*** Opening of Input ***

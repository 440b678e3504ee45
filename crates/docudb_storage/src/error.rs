//! Error types for storage operations.

use docudb_codec::CodecError;
use std::io;
use std::path::PathBuf;
use thiserror::Error;

/// Result type for storage operations.
pub type StorageResult<T> = Result<T, StorageError>;

/// Errors that can occur during storage operations.
#[derive(Debug, Error)]
pub enum StorageError {
    /// An I/O error occurred while running `operation`.
    #[error("I/O error during {operation}: {source}")]
    Io {
        /// Name of the handler operation that failed.
        operation: &'static str,
        /// The underlying error.
        #[source]
        source: io::Error,
    },

    /// The handler has no active connection.
    #[error("storage is not connected")]
    NotConnected,

    /// The store path does not end in `.json`.
    #[error("store file must have a .json extension: {}", .path.display())]
    InvalidExtension {
        /// The rejected path.
        path: PathBuf,
    },

    /// The store file does not exist and creation was not allowed.
    #[error("store file not found: {}", .path.display())]
    NotFound {
        /// The missing path.
        path: PathBuf,
    },

    /// The store file cannot be both read and written.
    #[error("permission denied on store file: {}", .path.display())]
    PermissionDenied {
        /// The inaccessible path.
        path: PathBuf,
    },

    /// The store path exists but is not a regular file.
    #[error("store path is not a regular file: {}", .path.display())]
    NotAFile {
        /// The offending path.
        path: PathBuf,
    },

    /// Waiting for the store lock exceeded the configured timeout.
    #[error("timed out waiting for the store lock during {operation}")]
    LockTimeout {
        /// Name of the handler operation that gave up.
        operation: &'static str,
    },

    /// The store file contents are not valid UTF-8.
    #[error("store file is not valid UTF-8")]
    InvalidUtf8,

    /// The store file framing is broken, or a record cannot be framed.
    #[error("codec error: {0}")]
    Codec(#[from] CodecError),
}

impl StorageError {
    /// Returns true for errors caused by a missing or unusable connection.
    #[must_use]
    pub fn is_connection(&self) -> bool {
        matches!(
            self,
            StorageError::NotConnected
                | StorageError::InvalidExtension { .. }
                | StorageError::NotFound { .. }
                | StorageError::PermissionDenied { .. }
                | StorageError::NotAFile { .. }
        )
    }
}

/// Attaches the failing operation's name to I/O errors.
pub(crate) trait IoContext<T> {
    fn during(self, operation: &'static str) -> StorageResult<T>;
}

impl<T> IoContext<T> for io::Result<T> {
    fn during(self, operation: &'static str) -> StorageResult<T> {
        self.map_err(|source| StorageError::Io { operation, source })
    }
}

*** Close of Input ***

Exercise instructions: From the records above, return each line that includes "static".

Solution to the problem:
        operation: &'static str,
        operation: &'static str,
    fn during(self, operation: &'static str) -> StorageResult<T>;
    fn during(self, operation: &'static str) -> StorageResult<T> {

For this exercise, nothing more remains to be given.